January 23, 1944
No mail again today and I'm reduced to V-mail as a consequence. There are only four of us in the hut tonight, the rest having taken off for the snack bar, movies, etc. I just got up from my nap (about two hours) and feeling snug and warm, was rather reluctant about going out into the cold, wet, blustery night. So, I'm taking it easy tonight. Reading about the new Allied landings on the road to Rome. About the great New Russian Leningrad offensive, and the “News from Home” in “Yank.” Altogether, the news gets better and better and reading it becomes a pleasure rather than a chore. Last night I kept myself busy writing. I sent off, beside my usual letter to you, one to Dot, another to Jack S., a birthday greeting to Jack N. (he owes me a letter). Tonight I am going to write to Red (I owe him one). Still unable to get straight yes or no answer from Sgt. Murphy in regards to that. 5 Feb. pass, and until I do, there is no point in writing to Ed. Tomorrow, though, I mean to get an answer! There isn't a darn thing of interest otherwise that I might write about. I’m feeling fine; my work (such as it is), is pleasant, and, on the whole, I don't have a thing on my mind (such as it is), except perhaps how it would feel to get on the outside of a malted milk or a pint of ice-cream, or how long yet before I can know ever again the joy and peace of home and family, and how my sweet Chippie might feel again in my arms, and how wonderful it will be to be able to let myself become really attached to my precious punkin. My love to you all.
January 24, 1944
I didn't have to wait a week for the jackpot—it came today. It took me a long, long time to read the three of Jan. 12, 14 and 17. Lou was here as I read, and as I reached the end, Lou said, “wake up.” I was truly with you on your furlough, baby, and so much of it thrilled me, yet made me want to cry. I'm still in a daze and I like it. Oh, darling, you make me wish so hard.

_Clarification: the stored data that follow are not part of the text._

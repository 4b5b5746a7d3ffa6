//! Block writer.
//!
//! [`DataBlockWriter`] appends samples of one series to a caller-owned
//! buffer until it is full, then seals it into a self-describing block.
//!
//! # Example
//!
//! ```rust
//! use skulk_block::block::{DataBlockWriter, HEADER_SIZE};
//! use skulk_block::CodecError;
//!
//! let mut buf = vec![0u8; HEADER_SIZE + 4];
//! let mut writer = DataBlockWriter::new(7, &mut buf).unwrap();
//!
//! let mut ts = 0;
//! loop {
//!     match writer.put(ts, ts as f64 * 1.5) {
//!         Ok(()) => ts += 10,
//!         Err(CodecError::Overflow) => break, // flush and open a new block
//!         Err(e) => panic!("unexpected: {e}"),
//!     }
//! }
//!
//! let size = writer.commit();
//! assert!(size <= HEADER_SIZE + 4);
//! assert_eq!(writer.commit(), size);
//! ```

use crate::block::buffer::{BlockBuffer, Stream};
use crate::block::chunk::UncompressedChunk;
use crate::block::gorilla::CodecState;
use crate::block::header::BlockHeader;
use crate::block::{SeriesId, Timestamp};
use crate::error::{CodecError, Result};
use tracing::debug;

/// Configuration for block writing.
#[derive(Debug, Clone)]
pub struct WriterConfig {
    /// Maximum number of samples per block. Reaching it reports `Overflow`.
    pub max_samples: u32,
}

impl Default for WriterConfig {
    fn default() -> Self {
        Self {
            max_samples: u32::MAX,
        }
    }
}

impl WriterConfig {
    /// Creates a writer configuration with a custom sample limit.
    pub fn new(max_samples: u32) -> Self {
        Self { max_samples }
    }
}

/// Encodes samples of one series into a fixed-capacity block.
#[derive(Debug)]
pub struct DataBlockWriter<'a> {
    series_id: SeriesId,
    buffer: BlockBuffer<'a>,
    config: WriterConfig,
    /// `None` until the first sample has been put.
    state: Option<CodecState>,
    first: (Timestamp, u64),
    count: u32,
    header: Option<BlockHeader>,
}

impl<'a> DataBlockWriter<'a> {
    /// Creates a writer for `series_id` over `buf` with default settings.
    ///
    /// # Errors
    ///
    /// Returns `CapacityTooSmall` / `CapacityTooLarge` if `buf` cannot host
    /// a block.
    pub fn new(series_id: SeriesId, buf: &'a mut [u8]) -> Result<Self> {
        Self::with_config(series_id, buf, WriterConfig::default())
    }

    /// Creates a writer with a custom configuration.
    pub fn with_config(
        series_id: SeriesId,
        buf: &'a mut [u8],
        config: WriterConfig,
    ) -> Result<Self> {
        Ok(Self {
            series_id,
            buffer: BlockBuffer::new(buf)?,
            config,
            state: None,
            first: (0, 0),
            count: 0,
            header: None,
        })
    }

    /// Series this block belongs to.
    pub fn series_id(&self) -> SeriesId {
        self.series_id
    }

    /// Number of samples accepted so far.
    pub fn count(&self) -> u32 {
        self.count
    }

    /// Returns `true` once the block has been committed.
    pub fn is_sealed(&self) -> bool {
        self.header.is_some()
    }

    /// Current block size in bytes, header included.
    ///
    /// Before commit this is the size the block would have if sealed now.
    pub fn size(&self) -> usize {
        self.buffer.used()
    }

    /// Whole bytes still free in the buffer.
    pub fn remaining(&self) -> usize {
        self.buffer.remaining()
    }

    /// Encodes one sample.
    ///
    /// A failed call leaves the block exactly as it was, so the caller can
    /// commit it and retry the sample in a fresh block.
    ///
    /// # Errors
    ///
    /// Returns `Overflow` if the encoded sample does not fit, the configured
    /// sample limit is reached, or the block is already sealed.
    pub fn put(&mut self, timestamp: Timestamp, value: f64) -> Result<()> {
        if self.header.is_some() {
            debug!(series_id = self.series_id, "put on sealed block rejected");
            return Err(CodecError::Overflow);
        }
        if self.count >= self.config.max_samples {
            debug!(
                series_id = self.series_id,
                count = self.count,
                "block sample limit reached"
            );
            return Err(CodecError::Overflow);
        }

        let Some(state) = self.state else {
            // The reference sample goes into the header, which is reserved
            self.first = (timestamp, value.to_bits());
            self.state = Some(CodecState::seeded(timestamp, value));
            self.count = 1;
            return Ok(());
        };

        let mark = self.buffer.mark();
        let mut next = state;
        match encode_sample(&mut self.buffer, &mut next, timestamp, value) {
            Ok(()) => {
                self.state = Some(next);
                self.count += 1;
                Ok(())
            }
            Err(e) => {
                self.buffer.rollback(mark);
                debug!(
                    series_id = self.series_id,
                    count = self.count,
                    size = self.buffer.used(),
                    "block full"
                );
                Err(e)
            }
        }
    }

    /// Puts samples from `chunk` in order until the block is full.
    ///
    /// Returns the number of samples accepted; anything less than
    /// `chunk.len()` means the rest belongs in the next block.
    pub fn put_chunk(&mut self, chunk: &UncompressedChunk) -> usize {
        chunk
            .iter()
            .take_while(|&(ts, value)| self.put(ts, value).is_ok())
            .count()
    }

    /// Seals the block and returns its size in bytes.
    ///
    /// Writes the header and compacts the streams on the first call; later
    /// calls return the same size without touching the buffer.
    pub fn commit(&mut self) -> usize {
        if self.header.is_some() {
            return self.buffer.used();
        }

        let (timestamps, values) = self.buffer.seal();
        let mut header = BlockHeader {
            series_id: self.series_id,
            count: self.count,
            timestamps,
            values,
            first_timestamp: self.first.0,
            first_value_bits: self.first.1,
            checksum: 0,
        };
        header.write_to(self.buffer.block_mut());
        debug!(
            series_id = self.series_id,
            count = self.count,
            size = header.block_len(),
            capacity = self.buffer.capacity(),
            "block sealed"
        );
        self.header = Some(header);

        debug_assert_eq!(header.block_len(), self.buffer.used());
        self.buffer.used()
    }

    /// Header written by [`commit`](Self::commit), if sealed.
    pub fn header(&self) -> Option<&BlockHeader> {
        self.header.as_ref()
    }

    /// Commits the block and hands back the sealed bytes.
    pub fn finish(mut self) -> &'a [u8] {
        self.commit();
        self.buffer.into_block()
    }
}

fn encode_sample(
    buffer: &mut BlockBuffer<'_>,
    state: &mut CodecState,
    timestamp: Timestamp,
    value: f64,
) -> Result<()> {
    state
        .timestamps
        .encode(timestamp, &mut buffer.sink(Stream::Timestamps))?;
    state.values.encode(value, &mut buffer.sink(Stream::Values))
}
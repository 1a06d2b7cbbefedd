use secp256k1::{PublicKey, SecretKey};
use serde::{Deserialize, Serialize};

use crate::encoding::hash_canonical;
use crate::transaction::Tx;
use crate::wallet::{sign_hash, verify_hash};

/// `previous_hash` of the first ledger block: the canonical hash of `-1`.
pub fn genesis_previous_hash() -> String {
    hash_canonical(&-1)
}

/// A ledger block, sealed by the authority's signature over `hash`.
#[derive(Debug, Clone, PartialEq, Eq, Serialize, Deserialize)]
pub struct LedgerBlock {
    pub previous_hash: String,
    pub index: u64,
    pub transactions: Vec<Tx>,
    pub hash: String,
    pub signature: String,
}

#[derive(Serialize)]
struct BlockPreimage<'a> {
    previous_hash: &'a str,
    index: u64,
    transactions: &'a [Tx],
}

impl LedgerBlock {
    /// Hash `transactions` into a block at `index` and sign it.
    pub fn seal(
        previous_hash: String,
        index: u64,
        transactions: Vec<Tx>,
        authority: &SecretKey,
    ) -> Self {
        let mut block = Self {
            previous_hash,
            index,
            transactions,
            hash: String::new(),
            signature: String::new(),
        };
        block.hash = block.compute_hash();
        block.signature = sign_hash(authority, &block.hash);
        block
    }

    pub fn compute_hash(&self) -> String {
        hash_canonical(&BlockPreimage {
            previous_hash: &self.previous_hash,
            index: self.index,
            transactions: &self.transactions,
        })
    }

    /// Stored hash matches the content and carries the authority's signature.
    pub fn is_valid(&self, authority: &PublicKey) -> bool {
        self.hash == self.compute_hash() && verify_hash(authority, &self.signature, &self.hash)
    }
}

#[cfg(test)]
mod tests {
    use super::*;
    use crate::wallet::KeyPair;

    #[test]
    fn sealed_block_verifies_under_the_authority() {
        let authority = KeyPair::generate();
        let block = LedgerBlock::seal(genesis_previous_hash(), 0, vec![], &authority.secret_key);
        assert!(block.is_valid(&authority.public_key));
        assert!(!block.is_valid(&KeyPair::generate().public_key));
    }

    #[test]
    fn content_change_breaks_the_seal() {
        let authority = KeyPair::generate();
        let mut block = LedgerBlock::seal(genesis_previous_hash(), 0, vec![], &authority.secret_key);
        block.index = 1;
        assert!(!block.is_valid(&authority.public_key));
    }

    #[test]
    fn genesis_sentinel_is_hash_of_minus_one() {
        assert_eq!(genesis_previous_hash(), crate::encoding::sha256_hex(b"-1"));
    }
}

This morning, bright and early, Ruth and I went down town (Betty and Mom cared for Adele), and met Sarah there. Blum’s was having a large clearance sale and Ruth was in the market for a sports coat. I, too, would have gotten something if I had had sufficient funds on hand. Ruth took the day off, having to care for Adele while I worked in the afternoon. She was lucky, for they had one coat, a boxy Chesterfield, a darkish cadet blue with a velvet collar, in her size. It is made of a lovely camel hair, very fine, heavy and warm. It was reduced from $40 to $24. That was the only real bargain they had in a coat. We looked at many items. Time passed quickly and I was soon on my way to Miss Hahn’s. Ruth called to inform me of the three unexpected letters. Gosh, was I happy!
I arrived home at six (Miss Hahn gave me a calendar with a large picture of a dog and Adele made a “large” fuss over the “wow-wow”), and after loving her for a while, I opened your mail. I couldn't read them til I had finished my dinner, but the fact that they were there to be read made me feel so deelicius.
Last night I knitted a while and finished Adele’s peach beret. I didn't really have enough wool to make it as large as I would have wished it. It will serve its purpose, though.
I thought Jack N. would have put in an appearance by now, as it is just past eight. His furlough is just about over, and I'm beginning to wonder if he'll come at all. Lennie called from New York last night and begged forgiveness for not calling or visiting. All I can say is: It was about time. They had the unveiling on Sunday. It is early and they feel it best at this time as they are all together.
I passed up, “Lassie, Come Home” last night. I see you enjoyed it and maybe I'll get to see it yet. I haven't much taste for the movies, somehow. Don't know why. I don't go out of my way to seek a movie as entertainment as I'm generally too tired to dress up and merely enjoy laying around. I often wonder what it will be like when you get back—you with all that travel and adventure tucked under your belt, and a desire to settle into a rut, and me—wanting by that time, to break the bonds and see the world. I have no doubt of the outcome—we always did get along, and I only wish it were tomorrow.
Betty may take a full time job in the post office after some schooling. She isn't sure she wants to work full-time.
There was also a letter from Eddie S. He is living in a detached home that sports a lawn, bushes and trees, bright green in the middle of January.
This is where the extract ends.